## Work order
Give back an exact copy of the lines in the records below, from the line that has "filename version_sync/src/db/migrate.rs" through the line that has "conn.run_pending_migrations(MIGRATIONS)", and nothing besides.

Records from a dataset
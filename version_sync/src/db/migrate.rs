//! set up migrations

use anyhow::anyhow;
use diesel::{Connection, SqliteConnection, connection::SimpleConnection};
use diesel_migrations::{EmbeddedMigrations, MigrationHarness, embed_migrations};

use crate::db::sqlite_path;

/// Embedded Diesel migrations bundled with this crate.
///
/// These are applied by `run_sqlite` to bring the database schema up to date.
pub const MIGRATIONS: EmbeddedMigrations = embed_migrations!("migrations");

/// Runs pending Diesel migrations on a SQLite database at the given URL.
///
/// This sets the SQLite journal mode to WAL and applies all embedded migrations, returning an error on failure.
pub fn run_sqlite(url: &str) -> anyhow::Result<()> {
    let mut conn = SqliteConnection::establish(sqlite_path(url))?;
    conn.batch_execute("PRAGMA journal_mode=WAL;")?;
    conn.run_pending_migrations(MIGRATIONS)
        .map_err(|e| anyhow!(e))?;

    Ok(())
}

--

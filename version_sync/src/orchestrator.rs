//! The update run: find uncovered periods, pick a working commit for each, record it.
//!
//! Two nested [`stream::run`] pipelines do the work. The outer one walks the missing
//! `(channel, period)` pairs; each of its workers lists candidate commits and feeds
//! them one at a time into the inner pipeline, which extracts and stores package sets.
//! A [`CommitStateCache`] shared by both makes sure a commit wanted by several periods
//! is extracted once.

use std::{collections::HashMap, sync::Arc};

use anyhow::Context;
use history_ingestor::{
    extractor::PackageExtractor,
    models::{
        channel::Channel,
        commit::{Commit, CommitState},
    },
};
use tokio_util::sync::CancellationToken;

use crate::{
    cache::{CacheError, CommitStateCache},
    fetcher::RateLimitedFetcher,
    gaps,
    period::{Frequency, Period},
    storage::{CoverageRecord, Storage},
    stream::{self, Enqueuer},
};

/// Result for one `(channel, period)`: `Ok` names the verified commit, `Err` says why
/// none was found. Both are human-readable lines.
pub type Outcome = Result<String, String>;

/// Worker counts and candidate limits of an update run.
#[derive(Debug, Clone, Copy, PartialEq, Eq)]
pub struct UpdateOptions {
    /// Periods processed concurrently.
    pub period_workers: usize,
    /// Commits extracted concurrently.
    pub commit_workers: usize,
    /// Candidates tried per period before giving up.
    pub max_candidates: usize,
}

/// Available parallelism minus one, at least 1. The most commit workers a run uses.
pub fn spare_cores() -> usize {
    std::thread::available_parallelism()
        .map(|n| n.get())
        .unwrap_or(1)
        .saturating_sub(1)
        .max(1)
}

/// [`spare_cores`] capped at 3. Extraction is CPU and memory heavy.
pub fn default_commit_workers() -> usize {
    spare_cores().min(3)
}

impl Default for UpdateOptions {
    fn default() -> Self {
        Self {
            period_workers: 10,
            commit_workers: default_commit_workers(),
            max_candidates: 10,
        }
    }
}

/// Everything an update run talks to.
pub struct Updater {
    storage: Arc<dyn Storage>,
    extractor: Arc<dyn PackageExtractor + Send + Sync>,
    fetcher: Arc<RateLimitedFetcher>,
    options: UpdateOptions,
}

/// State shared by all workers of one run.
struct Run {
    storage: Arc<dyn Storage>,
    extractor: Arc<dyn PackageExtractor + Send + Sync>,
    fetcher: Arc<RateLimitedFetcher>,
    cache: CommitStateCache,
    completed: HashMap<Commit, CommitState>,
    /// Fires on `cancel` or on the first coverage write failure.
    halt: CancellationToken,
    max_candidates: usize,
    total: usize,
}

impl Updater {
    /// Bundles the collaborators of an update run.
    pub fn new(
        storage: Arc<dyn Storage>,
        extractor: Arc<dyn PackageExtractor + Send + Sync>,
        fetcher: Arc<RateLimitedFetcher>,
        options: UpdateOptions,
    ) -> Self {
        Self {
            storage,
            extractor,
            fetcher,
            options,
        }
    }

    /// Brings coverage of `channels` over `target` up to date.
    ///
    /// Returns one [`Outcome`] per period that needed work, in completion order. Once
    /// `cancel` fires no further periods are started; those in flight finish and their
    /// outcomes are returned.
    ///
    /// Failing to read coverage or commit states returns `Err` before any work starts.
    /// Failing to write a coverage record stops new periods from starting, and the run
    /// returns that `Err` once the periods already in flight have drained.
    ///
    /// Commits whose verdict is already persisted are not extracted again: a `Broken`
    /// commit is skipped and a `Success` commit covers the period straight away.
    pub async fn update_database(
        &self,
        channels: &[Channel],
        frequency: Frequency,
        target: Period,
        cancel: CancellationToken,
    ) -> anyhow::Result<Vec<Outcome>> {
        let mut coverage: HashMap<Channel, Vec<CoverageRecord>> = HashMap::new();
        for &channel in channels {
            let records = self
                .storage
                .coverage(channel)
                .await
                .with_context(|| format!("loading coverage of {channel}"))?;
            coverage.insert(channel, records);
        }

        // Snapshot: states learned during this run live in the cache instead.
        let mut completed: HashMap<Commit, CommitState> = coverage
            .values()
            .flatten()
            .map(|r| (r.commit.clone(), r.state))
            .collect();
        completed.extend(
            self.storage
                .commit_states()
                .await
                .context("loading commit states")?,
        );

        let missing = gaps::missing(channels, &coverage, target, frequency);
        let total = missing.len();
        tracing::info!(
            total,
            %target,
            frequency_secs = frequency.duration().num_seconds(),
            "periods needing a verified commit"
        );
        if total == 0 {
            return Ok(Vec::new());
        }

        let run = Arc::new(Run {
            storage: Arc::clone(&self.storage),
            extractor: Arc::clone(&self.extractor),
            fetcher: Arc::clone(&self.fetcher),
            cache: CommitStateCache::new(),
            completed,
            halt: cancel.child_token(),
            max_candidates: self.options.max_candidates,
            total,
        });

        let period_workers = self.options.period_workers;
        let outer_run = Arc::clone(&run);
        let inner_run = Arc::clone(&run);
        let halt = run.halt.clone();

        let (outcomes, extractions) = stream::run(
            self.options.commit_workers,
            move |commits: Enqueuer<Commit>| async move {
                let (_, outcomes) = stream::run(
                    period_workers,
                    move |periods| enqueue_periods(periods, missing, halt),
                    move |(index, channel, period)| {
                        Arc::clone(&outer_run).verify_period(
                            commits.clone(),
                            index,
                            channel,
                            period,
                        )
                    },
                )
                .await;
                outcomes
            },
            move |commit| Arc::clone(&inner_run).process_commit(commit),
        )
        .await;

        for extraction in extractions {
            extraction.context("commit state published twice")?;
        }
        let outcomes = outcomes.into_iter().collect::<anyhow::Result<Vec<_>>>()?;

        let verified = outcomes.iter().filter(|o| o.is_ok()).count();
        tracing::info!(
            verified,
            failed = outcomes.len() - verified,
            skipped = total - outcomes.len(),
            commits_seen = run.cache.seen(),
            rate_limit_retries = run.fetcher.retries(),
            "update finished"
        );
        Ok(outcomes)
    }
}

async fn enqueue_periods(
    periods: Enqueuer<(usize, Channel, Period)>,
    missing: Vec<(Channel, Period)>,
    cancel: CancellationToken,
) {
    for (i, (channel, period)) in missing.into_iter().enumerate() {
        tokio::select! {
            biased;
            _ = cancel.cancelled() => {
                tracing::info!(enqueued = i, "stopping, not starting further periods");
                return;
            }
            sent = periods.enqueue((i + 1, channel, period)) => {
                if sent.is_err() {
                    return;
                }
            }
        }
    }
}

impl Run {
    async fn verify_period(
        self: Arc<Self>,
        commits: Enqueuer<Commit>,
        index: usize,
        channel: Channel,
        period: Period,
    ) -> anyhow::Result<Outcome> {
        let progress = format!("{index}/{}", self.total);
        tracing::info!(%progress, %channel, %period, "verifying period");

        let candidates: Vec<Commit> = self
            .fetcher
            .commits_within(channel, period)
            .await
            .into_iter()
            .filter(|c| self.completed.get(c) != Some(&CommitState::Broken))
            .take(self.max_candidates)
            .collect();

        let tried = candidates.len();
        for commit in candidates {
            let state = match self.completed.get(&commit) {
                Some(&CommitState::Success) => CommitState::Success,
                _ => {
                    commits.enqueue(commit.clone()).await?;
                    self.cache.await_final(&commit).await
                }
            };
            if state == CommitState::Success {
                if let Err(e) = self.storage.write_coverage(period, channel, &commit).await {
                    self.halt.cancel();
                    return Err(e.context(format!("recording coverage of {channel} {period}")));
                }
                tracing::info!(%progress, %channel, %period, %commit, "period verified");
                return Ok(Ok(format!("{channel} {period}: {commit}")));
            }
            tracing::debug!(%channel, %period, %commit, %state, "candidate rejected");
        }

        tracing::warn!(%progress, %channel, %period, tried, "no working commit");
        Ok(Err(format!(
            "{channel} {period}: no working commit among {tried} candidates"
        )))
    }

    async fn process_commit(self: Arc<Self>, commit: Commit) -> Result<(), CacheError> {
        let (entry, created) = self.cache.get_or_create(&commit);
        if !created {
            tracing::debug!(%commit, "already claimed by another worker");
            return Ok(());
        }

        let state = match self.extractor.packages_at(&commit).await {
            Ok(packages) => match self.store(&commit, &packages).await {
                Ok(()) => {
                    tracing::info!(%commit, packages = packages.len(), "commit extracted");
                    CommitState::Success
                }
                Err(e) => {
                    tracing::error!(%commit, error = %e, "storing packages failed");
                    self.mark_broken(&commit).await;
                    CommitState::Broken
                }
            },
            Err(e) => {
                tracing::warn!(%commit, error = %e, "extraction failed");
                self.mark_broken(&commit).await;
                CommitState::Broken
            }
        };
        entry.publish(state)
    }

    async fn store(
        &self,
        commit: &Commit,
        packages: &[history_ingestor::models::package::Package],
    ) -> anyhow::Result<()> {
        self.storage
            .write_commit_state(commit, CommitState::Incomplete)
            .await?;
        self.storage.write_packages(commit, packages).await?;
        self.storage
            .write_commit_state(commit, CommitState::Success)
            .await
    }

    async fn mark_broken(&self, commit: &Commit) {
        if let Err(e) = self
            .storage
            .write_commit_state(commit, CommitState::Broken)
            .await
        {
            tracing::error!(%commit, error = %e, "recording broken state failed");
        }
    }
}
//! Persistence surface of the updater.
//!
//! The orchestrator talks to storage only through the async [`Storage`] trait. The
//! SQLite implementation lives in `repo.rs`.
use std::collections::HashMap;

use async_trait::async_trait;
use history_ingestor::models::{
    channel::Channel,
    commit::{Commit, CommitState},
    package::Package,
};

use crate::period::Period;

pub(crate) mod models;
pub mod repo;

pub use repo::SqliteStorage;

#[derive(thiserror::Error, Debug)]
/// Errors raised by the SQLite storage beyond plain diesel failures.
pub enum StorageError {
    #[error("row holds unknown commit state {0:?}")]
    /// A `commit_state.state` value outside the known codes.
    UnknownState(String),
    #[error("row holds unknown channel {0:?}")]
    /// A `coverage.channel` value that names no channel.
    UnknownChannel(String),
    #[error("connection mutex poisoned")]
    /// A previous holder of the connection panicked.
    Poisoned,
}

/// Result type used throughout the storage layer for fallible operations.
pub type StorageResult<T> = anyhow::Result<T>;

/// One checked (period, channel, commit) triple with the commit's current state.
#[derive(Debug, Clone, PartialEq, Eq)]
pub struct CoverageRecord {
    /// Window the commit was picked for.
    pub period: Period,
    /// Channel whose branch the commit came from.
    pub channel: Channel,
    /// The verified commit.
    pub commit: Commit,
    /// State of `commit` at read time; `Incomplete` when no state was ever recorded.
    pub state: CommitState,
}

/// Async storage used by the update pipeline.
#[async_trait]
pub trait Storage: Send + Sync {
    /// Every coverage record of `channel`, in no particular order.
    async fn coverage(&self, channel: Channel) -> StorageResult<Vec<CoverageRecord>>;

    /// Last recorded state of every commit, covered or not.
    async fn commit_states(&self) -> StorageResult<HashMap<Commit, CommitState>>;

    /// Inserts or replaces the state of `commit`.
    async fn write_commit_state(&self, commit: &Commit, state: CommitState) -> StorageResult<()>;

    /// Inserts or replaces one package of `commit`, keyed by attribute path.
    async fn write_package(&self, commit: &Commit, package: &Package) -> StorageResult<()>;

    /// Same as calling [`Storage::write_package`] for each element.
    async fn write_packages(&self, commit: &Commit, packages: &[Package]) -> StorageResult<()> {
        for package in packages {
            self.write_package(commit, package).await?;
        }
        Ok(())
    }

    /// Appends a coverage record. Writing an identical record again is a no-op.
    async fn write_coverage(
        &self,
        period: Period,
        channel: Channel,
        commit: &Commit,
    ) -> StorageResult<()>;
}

## Written answer
filename version_sync/src/db/migrate.rs
//! set up migrations

use anyhow::anyhow;
use diesel::{Connection, SqliteConnection, connection::SimpleConnection};
use diesel_migrations::{EmbeddedMigrations, MigrationHarness, embed_migrations};

use crate::db::sqlite_path;

/// Embedded Diesel migrations bundled with this crate.
///
/// These are applied by `run_sqlite` to bring the database schema up to date.
pub const MIGRATIONS: EmbeddedMigrations = embed_migrations!("migrations");

/// Runs pending Diesel migrations on a SQLite database at the given URL.
///
/// This sets the SQLite journal mode to WAL and applies all embedded migrations, returning an error on failure.
pub fn run_sqlite(url: &str) -> anyhow::Result<()> {
    let mut conn = SqliteConnection::establish(sqlite_path(url))?;
    conn.batch_execute("PRAGMA journal_mode=WAL;")?;
    conn.run_pending_migrations(MIGRATIONS)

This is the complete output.